// Copyright (C) 2026 Minpaku Suite Contributors
// Use of this source code is governed by an MIT-style
// license that can be found in the LICENSE file or at
// https://opensource.org/licenses/MIT.

//! Tests for booking persistence: save/find round trips, deletion rules,
//! listing filters and overlap detection.

use super::{memory_persistence, sample_booking};
use crate::{BookingOrder, BookingQuery, PersistenceError};
use minpaku_booking::Booking;
use minpaku_domain::{BookingState, MetaMap, SortOrder, format_datetime};
use serde_json::Value;
use time::macros::date;

#[test]
fn test_first_save_assigns_an_id() {
    let mut persistence = memory_persistence();
    let mut booking = sample_booking(100);
    assert_eq!(booking.id(), None);

    let id = persistence.save_booking(&mut booking).unwrap();

    assert!(id > 0);
    assert_eq!(booking.id(), Some(id));
}

#[test]
fn test_save_then_find_round_trips_all_fields() {
    let mut persistence = memory_persistence();
    let mut booking = sample_booking(100);
    booking.set_meta_value("source", Value::from("portal"));
    let id = persistence.save_booking(&mut booking).unwrap();

    let loaded = persistence.find_booking(id).unwrap().unwrap();

    assert_eq!(loaded.id(), Some(id));
    assert_eq!(loaded.property_id(), Some(100));
    assert_eq!(loaded.checkin(), Some(date!(2025 - 10 - 01)));
    assert_eq!(loaded.checkout(), Some(date!(2025 - 10 - 05)));
    assert_eq!(loaded.adults(), 2);
    assert_eq!(loaded.children(), 1);
    assert_eq!(loaded.state(), BookingState::Draft);
    assert_eq!(
        loaded.meta_value("source").and_then(|v| v.as_str()),
        Some("portal")
    );
    // Timestamps round-trip at second precision.
    assert_eq!(
        format_datetime(loaded.created_at()),
        format_datetime(booking.created_at())
    );
}

#[test]
fn test_second_save_updates_in_place() {
    let mut persistence = memory_persistence();
    let mut booking = sample_booking(100);
    let id = persistence.save_booking(&mut booking).unwrap();

    booking.set_children(3);
    booking.set_checkout(date!(2025 - 10 - 07));
    let second_id = persistence.save_booking(&mut booking).unwrap();

    assert_eq!(second_id, id);
    let loaded = persistence.find_booking(id).unwrap().unwrap();
    assert_eq!(loaded.children(), 3);
    assert_eq!(loaded.checkout(), Some(date!(2025 - 10 - 07)));
}

#[test]
fn test_state_survives_a_save_reload_cycle() {
    let mut persistence = memory_persistence();
    let mut booking = sample_booking(100);
    assert!(
        booking
            .transition_to(BookingState::Pending, MetaMap::new())
            .is_success()
    );
    let id = persistence.save_booking(&mut booking).unwrap();

    let loaded = persistence.find_booking(id).unwrap().unwrap();

    assert_eq!(loaded.state(), BookingState::Pending);
}

#[test]
fn test_find_missing_booking_returns_none() {
    let mut persistence = memory_persistence();

    assert_eq!(persistence.find_booking(9999).unwrap(), None);
}

#[test]
fn test_update_of_vanished_booking_fails() {
    let mut persistence = memory_persistence();
    let mut booking = sample_booking(100);
    let id = persistence.save_booking(&mut booking).unwrap();
    persistence.delete_booking(id, false).unwrap();

    let result = persistence.save_booking(&mut booking);

    assert_eq!(result, Err(PersistenceError::BookingNotFound(id)));
}

#[test]
fn test_draft_booking_can_be_deleted() {
    let mut persistence = memory_persistence();
    let mut booking = sample_booking(100);
    let id = persistence.save_booking(&mut booking).unwrap();

    persistence.delete_booking(id, false).unwrap();

    assert_eq!(persistence.find_booking(id).unwrap(), None);
}

#[test]
fn test_non_draft_booking_needs_force_to_delete() {
    let mut persistence = memory_persistence();
    let mut booking = sample_booking(100);
    booking.transition_to(BookingState::Pending, MetaMap::new());
    let id = persistence.save_booking(&mut booking).unwrap();

    let refused = persistence.delete_booking(id, false);
    assert_eq!(
        refused,
        Err(PersistenceError::CannotDeleteBooking {
            id,
            state: BookingState::Pending
        })
    );

    persistence.delete_booking(id, true).unwrap();
    assert_eq!(persistence.find_booking(id).unwrap(), None);
}

#[test]
fn test_delete_missing_booking_fails() {
    let mut persistence = memory_persistence();

    let result = persistence.delete_booking(424_242, false);

    assert_eq!(result, Err(PersistenceError::BookingNotFound(424_242)));
}

#[test]
fn test_list_by_property_only_returns_that_property() {
    let mut persistence = memory_persistence();
    for _ in 0..3 {
        persistence.save_booking(&mut sample_booking(100)).unwrap();
    }
    persistence.save_booking(&mut sample_booking(200)).unwrap();

    let listed = persistence
        .list_bookings_by_property(100, &BookingQuery::default())
        .unwrap();

    assert_eq!(listed.len(), 3);
    assert!(listed.iter().all(|b| b.property_id() == Some(100)));
}

#[test]
fn test_list_by_property_filters_on_state() {
    let mut persistence = memory_persistence();
    let mut pending = sample_booking(100);
    pending.transition_to(BookingState::Pending, MetaMap::new());
    persistence.save_booking(&mut pending).unwrap();
    persistence.save_booking(&mut sample_booking(100)).unwrap();

    let query = BookingQuery {
        state: Some(BookingState::Pending),
        ..BookingQuery::default()
    };
    let listed = persistence.list_bookings_by_property(100, &query).unwrap();

    assert_eq!(listed.len(), 1);
    assert_eq!(listed[0].state(), BookingState::Pending);
}

#[test]
fn test_list_by_property_filters_on_date_bounds() {
    let mut persistence = memory_persistence();
    let mut september =
        Booking::with_details(100, date!(2025 - 09 - 01), date!(2025 - 09 - 04), 1, 0);
    persistence.save_booking(&mut september).unwrap();
    let mut october = sample_booking(100);
    persistence.save_booking(&mut october).unwrap();

    let query = BookingQuery {
        date_from: Some(date!(2025 - 10 - 01)),
        ..BookingQuery::default()
    };
    let listed = persistence.list_bookings_by_property(100, &query).unwrap();

    assert_eq!(listed.len(), 1);
    assert_eq!(listed[0].checkin(), Some(date!(2025 - 10 - 01)));
}

#[test]
fn test_list_by_property_orders_and_paginates_by_checkin() {
    let mut persistence = memory_persistence();
    for day in [5_u8, 1, 9] {
        let mut booking = Booking::with_details(
            100,
            date!(2025 - 11 - 01).replace_day(day).unwrap(),
            date!(2025 - 11 - 15),
            1,
            0,
        );
        persistence.save_booking(&mut booking).unwrap();
    }

    let query = BookingQuery {
        order_by: BookingOrder::Checkin,
        order: SortOrder::Asc,
        limit: 2,
        offset: 1,
        ..BookingQuery::default()
    };
    let listed = persistence.list_bookings_by_property(100, &query).unwrap();

    let checkins: Vec<_> = listed.iter().filter_map(Booking::checkin).collect();
    assert_eq!(
        checkins,
        vec![date!(2025 - 11 - 05), date!(2025 - 11 - 09)]
    );
}

#[test]
fn test_count_by_property_honors_filters() {
    let mut persistence = memory_persistence();
    let mut pending = sample_booking(100);
    pending.transition_to(BookingState::Pending, MetaMap::new());
    persistence.save_booking(&mut pending).unwrap();
    persistence.save_booking(&mut sample_booking(100)).unwrap();

    let all = persistence
        .count_bookings_by_property(100, &BookingQuery::default())
        .unwrap();
    let pending_only = persistence
        .count_bookings_by_property(
            100,
            &BookingQuery {
                state: Some(BookingState::Pending),
                ..BookingQuery::default()
            },
        )
        .unwrap();

    assert_eq!(all, 2);
    assert_eq!(pending_only, 1);
}

#[test]
fn test_find_overlapping_detects_intersecting_stays() {
    let mut persistence = memory_persistence();
    let mut booking = sample_booking(100);
    persistence.save_booking(&mut booking).unwrap();

    let overlapping = persistence
        .find_overlapping(100, date!(2025 - 10 - 04), date!(2025 - 10 - 08), None)
        .unwrap();

    assert_eq!(overlapping.len(), 1);
    assert_eq!(overlapping[0].id(), booking.id());
}

#[test]
fn test_find_overlapping_treats_ranges_as_half_open() {
    let mut persistence = memory_persistence();
    persistence.save_booking(&mut sample_booking(100)).unwrap();

    // Checking in on the existing booking's check-out day is fine.
    let overlapping = persistence
        .find_overlapping(100, date!(2025 - 10 - 05), date!(2025 - 10 - 08), None)
        .unwrap();

    assert!(overlapping.is_empty());
}

#[test]
fn test_find_overlapping_ignores_cancelled_bookings() {
    let mut persistence = memory_persistence();
    let mut booking = sample_booking(100);
    booking.transition_to(BookingState::Pending, MetaMap::new());
    booking.transition_to(BookingState::Cancelled, MetaMap::new());
    persistence.save_booking(&mut booking).unwrap();

    let overlapping = persistence
        .find_overlapping(100, date!(2025 - 10 - 01), date!(2025 - 10 - 05), None)
        .unwrap();

    assert!(overlapping.is_empty());
}

#[test]
fn test_find_overlapping_ignores_other_properties() {
    let mut persistence = memory_persistence();
    persistence.save_booking(&mut sample_booking(200)).unwrap();

    let overlapping = persistence
        .find_overlapping(100, date!(2025 - 10 - 01), date!(2025 - 10 - 05), None)
        .unwrap();

    assert!(overlapping.is_empty());
}

#[test]
fn test_find_overlapping_excludes_the_given_booking() {
    let mut persistence = memory_persistence();
    let mut booking = sample_booking(100);
    let id = persistence.save_booking(&mut booking).unwrap();

    let overlapping = persistence
        .find_overlapping(100, date!(2025 - 10 - 01), date!(2025 - 10 - 05), Some(id))
        .unwrap();

    assert!(overlapping.is_empty());
}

=====

▸ **Instructions for the task**:
From the data above, copy out every line with the string "false" in it.

▸ **Expected answer**:
    persistence.delete_booking(id, false).unwrap();
    persistence.delete_booking(id, false).unwrap();
    let refused = persistence.delete_booking(id, false);
    let result = persistence.delete_booking(424_242, false);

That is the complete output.